[Bioperl-l] EST Alignment questions
Aaron J Mackey
Aaron J. Mackey" <amackey@virginia.edu
Fri, 1 Nov 2002 19:17:26 -0500 (EST)
Methinks you should investigate Bio::Seq::EncodedSeq, which is a
LocatableSeq that has the ability to handled encoded gaps ...
-Aaron
On Fri, 1 Nov 2002, Jamie Hatfield wrote:
> > From: Steven Lembark
> > > I should probably just extend it to do what I want, but I'm
> > not quite
> > > *that* familiar with bioperl and ooperl yet.
> >
> > What you are trying to do is not all that complicated,
> > mainly just deriving a class from the original BioPerl
> > object that inserts the gaps (e.g., $myobj->withgaps($seq)

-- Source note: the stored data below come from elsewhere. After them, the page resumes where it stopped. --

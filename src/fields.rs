//! Classification of the loose `"Name: value"` tokens found in story headers.

use std::fmt;
use std::sync::LazyLock;

use regex::Regex;

use crate::language;

/// Genre labels recognised inside a slash-separated genre token.
pub const GENRES: &[&str] = &[
    "Adventure",
    "Angst",
    "Crime",
    "Drama",
    "Family",
    "Fantasy",
    "Friendship",
    "General",
    "Horror",
    "Humor",
    "Hurt/Comfort",
    "Mystery",
    "Parody",
    "Poetry",
    "Romance",
    "Sci-Fi",
    "Spiritual",
    "Supernatural",
    "Suspense",
    "Tragedy",
    "Western",
];

/// Marker some sites use for "original character" in place of a character list.
pub const ORIGINAL_CHARACTER: &str = "OC";

pub const STATUS_COMPLETE: &str = "Complete";

static COUPLE: LazyLock<Regex> =
    LazyLock::new(|| Regex::new(r"\[([^\[\]]+)\]").expect("valid couple regex"));
static NUMBER: LazyLock<Regex> =
    LazyLock::new(|| Regex::new(r"^\d{1,3}(,\d{3})*$|^\d+$").expect("valid number regex"));
static XUTIME: LazyLock<Regex> =
    LazyLock::new(|| Regex::new(r#"xutime=["']?(\d+)"#).expect("valid xutime regex"));

#[derive(Debug, Clone, Default, PartialEq, Eq)]
pub struct Characters {
    pub singles: Vec<String>,
    pub couples: Vec<Vec<String>>,
}

impl Characters {
    /// Parses `"A, [B, C], D"`: bracketed groups are couples, everything else singles.
    pub fn parse(text: &str) -> Self {
        let couples = COUPLE
            .captures_iter(text)
            .map(|caps| split_names(&caps[1]))
            .filter(|couple| !couple.is_empty())
            .collect();
        let singles = split_names(&COUPLE.replace_all(text, ","));
        Self { singles, couples }
    }

    pub fn is_empty(&self) -> bool {
        self.singles.is_empty() && self.couples.is_empty()
    }

    pub fn extend(&mut self, other: Characters) {
        self.singles.extend(other.singles);
        self.couples.extend(other.couples);
    }
}

impl fmt::Display for Characters {
    fn fmt(&self, f: &mut fmt::Formatter<'_>) -> fmt::Result {
        let couples = self
            .couples
            .iter()
            .map(|couple| format!("[{}]", couple.join(", ")))
            .collect::<Vec<_>>()
            .join(" ");
        f.write_str(&couples)?;
        if !couples.is_empty() && !self.singles.is_empty() {
            f.write_str(" ")?;
        }
        f.write_str(&self.singles.join(", "))
    }
}

fn split_names(text: &str) -> Vec<String> {
    text.split(',')
        .map(str::trim)
        .filter(|name| !name.is_empty())
        .map(str::to_owned)
        .collect()
}

#[derive(Debug, Clone, PartialEq, Eq)]
pub enum FieldValue {
    Int(u64),
    Text(String),
    List(Vec<String>),
    Characters(Characters),
}

impl FieldValue {
    pub fn as_text(&self) -> Option<&str> {
        match self {
            Self::Text(text) => Some(text),
            _ => None,
        }
    }

    pub fn as_int(&self) -> Option<u64> {
        match self {
            Self::Int(n) => Some(*n),
            _ => None,
        }
    }
}

impl fmt::Display for FieldValue {
    fn fmt(&self, f: &mut fmt::Formatter<'_>) -> fmt::Result {
        match self {
            Self::Int(n) => write!(f, "{n}"),
            Self::Text(text) => f.write_str(text),
            Self::List(items) => f.write_str(&items.join(", ")),
            Self::Characters(characters) => characters.fmt(f),
        }
    }
}

/// Insertion-ordered field map. Inserting an existing key replaces its value in place.
#[derive(Debug, Clone, Default, PartialEq, Eq)]
pub struct Fields {
    entries: Vec<(String, FieldValue)>,
}

impl Fields {
    pub fn get(&self, key: &str) -> Option<&FieldValue> {
        self.entries
            .iter()
            .find(|(name, _)| name == key)
            .map(|(_, value)| value)
    }

    pub fn text(&self, key: &str) -> Option<&str> {
        self.get(key).and_then(FieldValue::as_text)
    }

    pub fn int(&self, key: &str) -> Option<u64> {
        self.get(key).and_then(FieldValue::as_int)
    }

    pub fn insert(&mut self, key: impl Into<String>, value: FieldValue) {
        let key = key.into();
        match self.entries.iter_mut().find(|(name, _)| *name == key) {
            Some(entry) => entry.1 = value,
            None => self.entries.push((key, value)),
        }
    }

    pub fn remove(&mut self, key: &str) -> Option<FieldValue> {
        let index = self.entries.iter().position(|(name, _)| name == key)?;
        Some(self.entries.remove(index).1)
    }

    pub fn iter(&self) -> impl Iterator<Item = (&str, &FieldValue)> {
        self.entries
            .iter()
            .map(|(name, value)| (name.as_str(), value))
    }

    pub fn len(&self) -> usize {
        self.entries.len()
    }

    pub fn is_empty(&self) -> bool {
        self.entries.is_empty()
    }
}

impl IntoIterator for Fields {
    type Item = (String, FieldValue);
    type IntoIter = std::vec::IntoIter<(String, FieldValue)>;

    fn into_iter(self) -> Self::IntoIter {
        self.entries.into_iter()
    }
}

/// Builds a field map out of header tokens.
///
/// Tokens of the form `Name: value` become `Name` with the value coerced to an
/// integer when it is a (comma-grouped) number. Bare tokens are classified as a
/// language, a genre list, the completion marker, or a character list.
pub fn turn_into_dictionary<S: AsRef<str>>(tokens: &[S]) -> Fields {
    let mut fields = Fields::default();
    for token in tokens {
        let token = token.as_ref().trim();
        if token.is_empty() {
            continue;
        }
        let (key, value) = classify(token);
        if let FieldValue::Characters(characters) = &value
            && let Some(FieldValue::Characters(existing)) = fields.remove(&key)
        {
            let mut merged = existing;
            merged.extend(characters.clone());
            fields.insert(key, FieldValue::Characters(merged));
            continue;
        }
        fields.insert(key, value);
    }
    fields
}

fn classify(token: &str) -> (String, FieldValue) {
    if let Some((key, value)) = token.split_once(':') {
        return (key.trim().to_owned(), coerce(value.trim()));
    }
    if language::is_language(token) {
        return ("Language".to_owned(), FieldValue::Text(token.to_owned()));
    }
    if token == STATUS_COMPLETE {
        return ("Status".to_owned(), FieldValue::Text(token.to_owned()));
    }
    if let Some(genres) = split_genres(token) {
        return ("Genres".to_owned(), FieldValue::List(genres));
    }
    let characters = if token == ORIGINAL_CHARACTER {
        Characters {
            singles: vec![ORIGINAL_CHARACTER.to_owned()],
            couples: Vec::new(),
        }
    } else {
        Characters::parse(token)
    };
    ("Characters".to_owned(), FieldValue::Characters(characters))
}

/// Integer when the text is a plain or comma-grouped number, text otherwise.
pub fn coerce(value: &str) -> FieldValue {
    if NUMBER.is_match(value)
        && let Ok(n) = value.replace(',', "").parse::<u64>()
    {
        return FieldValue::Int(n);
    }
    FieldValue::Text(value.to_owned())
}

/// Splits `Romance/Hurt/Comfort` into genres, keeping `Hurt/Comfort` whole.
/// Returns `None` unless every part is a known genre.
pub fn split_genres(token: &str) -> Option<Vec<String>> {
    let parts: Vec<&str> = token.split('/').map(str::trim).collect();
    let mut genres = Vec::new();
    let mut i = 0;
    while i < parts.len() {
        if parts[i] == "Hurt" && parts.get(i + 1) == Some(&"Comfort") {
            genres.push("Hurt/Comfort".to_owned());
            i += 2;
            continue;
        }
        if !GENRES.contains(&parts[i]) || parts[i] == "Hurt/Comfort" {
            return None;
        }
        genres.push(parts[i].to_owned());
        i += 1;
    }
    (!genres.is_empty()).then_some(genres)
}

/// Pulls the Unix timestamp out of markup like `<span data-xutime="1553112000">`.
pub fn extract_xutime(value: &str) -> Option<i64> {
    XUTIME.captures(value)?.get(1)?.as_str().parse().ok()
}

/// `["a", "b", "c"]` becomes `"a, b, and c"`.
pub fn list2text<S: AsRef<str>>(items: &[S]) -> String {
    match items {
        [] => String::new(),
        [only] => only.as_ref().to_owned(),
        [first, second] => format!("{} and {}", first.as_ref(), second.as_ref()),
        [rest @ .., last] => format!(
            "{}, and {}",
            rest.iter().map(AsRef::as_ref).collect::<Vec<_>>().join(", "),
            last.as_ref()
        ),
    }
}
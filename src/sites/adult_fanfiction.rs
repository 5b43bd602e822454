use std::sync::LazyLock;

use regex::Regex;
use scraper::{ElementRef, Html};
use url::Url;

use super::{Adapter, StoryPage, join_link, with_query};
use crate::dom;
use crate::error::FatalError;
use crate::fields;
use crate::http::{Fetch, Response};
use crate::metadata::{self, Author, ChapterEntry, StoryDetails};
use crate::xhtml;

/// Listing pages searched for a story before giving up.
pub const LISTING_PAGE_LIMIT: u32 = 20;

const DATE_FORMATS: &[&str] = &["%B %d, %Y %I:%M %p", "%B %d, %Y"];

static BREAK: LazyLock<Regex> = LazyLock::new(|| Regex::new(r"<br\s*/?>").expect("valid br regex"));

pub struct AdultFanFiction;

impl Adapter for AdultFanFiction {
    fn name(&self) -> &'static str {
        "Adult-FanFiction.org"
    }

    fn is_adult(&self) -> bool {
        true
    }

    /// Dates are not on the story page; they come from the story's row in the
    /// author's paginated listing.
    fn make_title_page(&self, page: &StoryPage, fetch: &dyn Fetch) -> anyhow::Result<StoryDetails> {
        let table = dom::require(page.root(), "table")?;
        let cells = dom::select_all(table, "td")?;
        let [title_cell, author_cell, ..] = cells.as_slice() else {
            anyhow::bail!("story header has fewer than two cells");
        };
        let title = dom::text(*title_cell);
        let author_link = dom::require(*author_cell, "a")?;
        let author_url = join_link(&page.url, author_link)?;

        let row = find_listing_row(fetch, &author_url, &title)?;
        let info = fields::turn_into_dictionary(&row);
        let date = |key: &str| {
            info.text(key)
                .map(|value| metadata::parse_date(value, DATE_FORMATS))
                .transpose()
        };

        Ok(StoryDetails {
            published: date("Published")?,
            updated: date("Updated")?,
            words: info.int("Words").unwrap_or(0),
            category: category(*author_cell),
            title,
            author: Author {
                name: dom::text(author_link),
                url: Some(author_url),
            },
            language: "English".to_owned(),
            ..StoryDetails::default()
        })
    }

    fn chapter_select(&self) -> Option<&'static str> {
        Some(".dropdown-content > li > a")
    }

    // "Chapter 3 - The Title"
    fn chapter_parser(&self, entry: ElementRef<'_>) -> anyhow::Result<ChapterEntry> {
        let text = dom::text(entry);
        let title = text.rsplit('-').next().unwrap_or(&text).trim().to_owned();
        Ok(ChapterEntry::Title(title))
    }

    fn make_new_chapter_url(&self, base: &Url, value: &str) -> Option<Url> {
        Some(with_query(base, "chapter", value))
    }

    fn get_raw_text(&self, response: &Response) -> anyhow::Result<Vec<String>> {
        let document = Html::parse_document(&response.body.replace("<p></p>", "</p><p>"));
        let contents = dom::require(
            document.root_element(),
            "div#contentdata > ul > li:nth-of-type(7)",
        )?;
        let paragraphs = dom::select_all(contents, "p")?;
        if !paragraphs.is_empty() {
            return Ok(paragraphs.into_iter().map(xhtml::outer_html).collect());
        }
        let html = xhtml::inner_html(contents).replace("td>", "p>");
        let html = BREAK.replace_all(&html, "</p><p>").replace("<p></p>", "");
        Ok(vec![html])
    }
}

/// Text after the first line break of the author cell, minus its label.
fn category(author_cell: ElementRef<'_>) -> Option<String> {
    let html = xhtml::inner_html(author_cell);
    let after = Html::parse_fragment(BREAK.splitn(&html, 2).nth(1)?);
    let text = dom::text(after.root_element());
    let text = text.strip_prefix("Category:").unwrap_or(&text).trim();
    (!text.is_empty()).then(|| text.to_owned())
}

/// Pages through the author's listing until a text node equal to `title`
/// turns up, and returns the cell texts of the table section holding it.
fn find_listing_row(fetch: &dyn Fetch, author_url: &Url, title: &str) -> anyhow::Result<Vec<String>> {
    for page in 1..=LISTING_PAGE_LIMIT {
        let url = with_query(author_url, "page", &page.to_string());
        let response = fetch.get(&url)?;
        if !response.is_success() {
            tracing::debug!(%url, status = response.status, "listing page unavailable");
            continue;
        }
        let document = response.document();
        let section = document
            .root_element()
            .descendants()
            .filter(|node| node.value().as_text().is_some_and(|text| text.trim() == title))
            .find_map(|node| {
                node.ancestors()
                    .filter_map(ElementRef::wrap)
                    .find(|element| element.value().name() == "tbody")
            });
        if let Some(section) = section {
            return Ok(dom::select_all(section, "td")?
                .into_iter()
                .map(dom::text)
                .collect());
        }
    }
    Err(FatalError::ListingPagesExhausted {
        title: title.to_owned(),
        pages: LISTING_PAGE_LIMIT,
    }
    .into())
}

> > or something similar).
>
> Something along these lines?? (main changes are in add_seq)
>
> This is the true alignment, so the real sequence and gaps are given and
> GappedAlign does the rest.
>
> cons AAGGCCTGTA
> est1 GCAA C GTAAC
> est2 GCC GTATG
>
> =====================BEGIN GappedAlign.pm==============================
> =head1 NAME
>
> GappedAlign - Multiple (gapped) alignments held as a set of sequences
>
> =head1 SYNOPSIS
>
> use Bio::GappedAlign;
> use Bio::AlignIO;
> use strict;
>
> my $seq;
> my $Align = new Bio::GappedAlign();
>
> $seq = new Bio::LocatableSeq( -seq => 'AAGGCCTGTA', -id => 'cons',
> -start => 1, -end => 10);
> $Align->add_seq(-seq => $seq);
>
> $seq = new Bio::LocatableSeq( -seq => 'GCAACGTAAC', -id => 'est1',
> -start => 1, -end => 12);
> $Align->add_seq(-seq => $seq, -offset => -2, -gaps => "4 4 4 5");
>
> $seq = new Bio::LocatableSeq( -seq => 'GCCGTATG', -id => 'est2',
> -start => 1, -end => 8);
> $Align->add_seq(-seq => $seq, -offset => 3, -gaps => "3");
>
> my $out = Bio::AlignIO->new(-fh => \*STDOUT, -format => 'clustalw');
> $out->write_aln($Align);
>
> =cut
>
> # Let the code begin...
>
> package Bio::GappedAlign;
> use vars qw(@ISA);
> use strict;
>
> use Bio::Root::Root;
> use Bio::SimpleAlign;
>
> @ISA = qw(Bio::SimpleAlign);
>
> =head2 new
>
> Title : new
> Usage : my $aln = new Bio::GappedAlign();
> Function : Creates a new simple align object
> Returns : Bio::GappedAlign
> Args : -source => string representing the source program
> where this alignment came from
>
> See L<Bio::SimpleAlign> for more information
>
> =cut
>
> sub new {
> my($class,@args) = @_;
> my $self = $class->SUPER::new(@args);
>
> $self->{'_far_left'} = 0;
>
> return $self;
> }
>
> =head2 add_seq
>
> Title : add_seq
> Usage : $myalign->add_seq();
> Function : Adds another sequence to the alignment. *Does not* align
> it - just adds it to the hashes.
> Returns : nothing
> Args : -seq => a Bio::LocatableSeq object
> -offset => integer offset from "origin"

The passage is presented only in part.